Tips for Storing Kimchi
• Do not overfill the kimchi containers.
Allow space for the kimchi to expand as it
ferments or the contents may overflow the
container. Close the container lids completely
to prevent the kimchi from fermenting too
quickly or developing yeast mold.
Fill the container with kimchi up to the fill line
and make sure the lid is tightly closed before
storing. Cover the surface of the kimchi with
plastic wrap to extend the storage time.
• Do not place kimchi directly into the
refrigerator compartment or store it in a
plastic bag.
Use the kimchi container provided to store
kimchi. Kimchi placed directly into the
refrigerator compartment may freeze and taste
off. Do not block the air outlet inside the
refrigerator with food.
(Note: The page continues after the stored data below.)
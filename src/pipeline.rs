// Memoized load pipeline: ingest → normalize/derive, keyed on a content
// fingerprint of the input file. Replaces hidden process-wide caching with
// an explicit cache the caller owns; a changed file invalidates it on the
// next load, an identical file reuses the prior canonical table.
use crate::derive::derive_records;
use crate::error::LoadError;
use crate::loader::{parse_bytes, DEFAULT_ENCODINGS};
use crate::types::{CanonicalRecord, LoadStats};
use log::info;
use std::path::Path;

struct CacheEntry {
    fingerprint: blake3::Hash,
    records: Vec<CanonicalRecord>,
    stats: LoadStats,
}

/// One-slot cache over the full load→clean→derive pipeline.
#[derive(Default)]
pub struct PipelineCache {
    entry: Option<CacheEntry>,
}

impl PipelineCache {
    pub fn new() -> Self {
        PipelineCache::default()
    }

    /// Load the canonical table for `path`, reusing the cached result when
    /// the file content is byte-identical to the previous load.
    pub fn load(&mut self, path: &Path) -> Result<(&[CanonicalRecord], LoadStats), LoadError> {
        let bytes = std::fs::read(path).map_err(|source| LoadError::Io {
            path: path.to_path_buf(),
            source,
        })?;
        let fingerprint = blake3::hash(&bytes);

        let hit = self
            .entry
            .as_ref()
            .is_some_and(|e| e.fingerprint == fingerprint);
        if hit {
            info!("input unchanged ({}), reusing canonical table", short(&fingerprint));
        } else {
            let table = parse_bytes(&bytes, DEFAULT_ENCODINGS)?;
            let (records, stats) = derive_records(&table)?;
            info!(
                "pipeline run complete for {} ({})",
                path.display(),
                short(&fingerprint)
            );
            self.entry = Some(CacheEntry {
                fingerprint,
                records,
                stats,
            });
        }

        let entry = self.entry.as_ref().unwrap();
        Ok((&entry.records, entry.stats))
    }

    pub fn is_loaded(&self) -> bool {
        self.entry.is_some()
    }

    pub fn records(&self) -> Option<&[CanonicalRecord]> {
        self.entry.as_ref().map(|e| e.records.as_slice())
    }
}

fn short(hash: &blake3::Hash) -> String {
    hash.to_hex()[..8].to_string()
}

#[cfg(test)]
mod tests {
    use super::*;

    const CSV: &str = "\
FECHA HECHO,DEPARTAMENTO,MUNICIPIO,ZONA,DESCRIPCION_CONDUCTA,CANTIDAD
15/03/2019,Antioquia,Medellin,Urbana,Tala ilegal. Articulo 338,3
16/03/2019,Cauca,Popayan,Rural,Caza furtiva. Articulo 339,2
";

    #[test]
    fn identical_content_hits_the_cache() {
        let dir = tempfile::tempdir().unwrap();
        let path = dir.path().join("incidents.csv");
        std::fs::write(&path, CSV).unwrap();

        let mut cache = PipelineCache::new();
        let (first, stats) = cache.load(&path).unwrap();
        assert_eq!(stats.canonical_rows, 2);
        let first: Vec<_> = first.to_vec();

        // Rewrite the same bytes; the table must come back identical from
        // the cached entry.
        std::fs::write(&path, CSV).unwrap();
        let (second, _) = cache.load(&path).unwrap();
        assert_eq!(first, second.to_vec());
        assert!(cache.is_loaded());
    }

    #[test]
    fn changed_content_invalidates() {
        let dir = tempfile::tempdir().unwrap();
        let path = dir.path().join("incidents.csv");
        std::fs::write(&path, CSV).unwrap();

        let mut cache = PipelineCache::new();
        let (_, stats) = cache.load(&path).unwrap();
        assert_eq!(stats.canonical_rows, 2);

        let extended = format!(
            "{}17/03/2019,Meta,Granada,Rural,Pesca ilegal. Articulo 335,1\n",
            CSV
        );
        std::fs::write(&path, extended).unwrap();
        let (_, stats) = cache.load(&path).unwrap();
        assert_eq!(stats.canonical_rows, 3);
    }

    #[test]
    fn missing_file_propagates_load_error() {
        let mut cache = PipelineCache::new();
        let err = cache.load(Path::new("nope/never.csv")).unwrap_err();
        assert!(matches!(err, LoadError::Io { .. }));
        assert!(!cache.is_loaded());
    }
}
Doing so could cause the
food to freeze, affect product performance, or
result in electric shock or injury.
• For best results, check on kimchi within 3
to 4 days of storing it.
If the kimchi has overflowed from the container,
it may ferment too quickly and not store well.
• Do not place foods that require different
storage conditions in the same
compartment.
Select the appropriate settings for the food
being stored.
• Be sure to use enough salt when preparing
kimchi for longer storage.
The rate of fermentation is mostly determined
by the amount of salt in the kimchi.
Small batches of mild kimchi can be
successfully stored for short periods, but add
more salt if storing large amounts for use over
an extended period.
• Use care when placing kimchi containers in
the refrigerator.
Lift the container by the handles and avoid
impacts to the bottom of the container.
(The appearance of kimchi containers may
vary by model.)
24
A Guide to Kimchi
• The first step in fermenting kimchi is salt
pickling.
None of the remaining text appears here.